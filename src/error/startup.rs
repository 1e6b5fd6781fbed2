use std::{net::SocketAddr, path::PathBuf};
use thiserror::Error as ThisError;

/// Fatal errors raised before the server accepts traffic. There is no degraded mode.
#[derive(Debug, ThisError)]
pub enum StartupError {
    #[error("config file not found: {}", .0.display())]
    ConfigNotFound(PathBuf),

    #[error("failed to extract configuration from {}: {source}", path.display())]
    ConfigMalformed {
        path: PathBuf,
        #[source]
        source: Box<figment::Error>,
    },

    #[error("invalid configuration: {0}")]
    InvalidConfig(String),

    #[error("database connection failed: {0}")]
    Connect(#[source] sqlx::Error),

    #[error("failed to bind {addr}: {source}")]
    Bind {
        addr: SocketAddr,
        #[source]
        source: std::io::Error,
    },
}
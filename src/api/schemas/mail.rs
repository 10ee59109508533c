use serde::{Deserialize, Serialize};
use uuid::Uuid;

pub const ACCEPTED_MESSAGE: &str = "Email is being sent in the background";

#[derive(Debug, Serialize, Deserialize)]
pub struct SendEmailResponse {
    pub message: String,
    pub email_id: Uuid,
}

impl SendEmailResponse {
    #[must_use]
    pub fn accepted(email_id: Uuid) -> Self {
        Self { message: ACCEPTED_MESSAGE.to_string(), email_id }
    }
}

==================================================

Find the string "SendEmailResponse" in the listing and copy every line in which it occurs.

• ANSWER BOX:
pub struct SendEmailResponse {
impl SendEmailResponse {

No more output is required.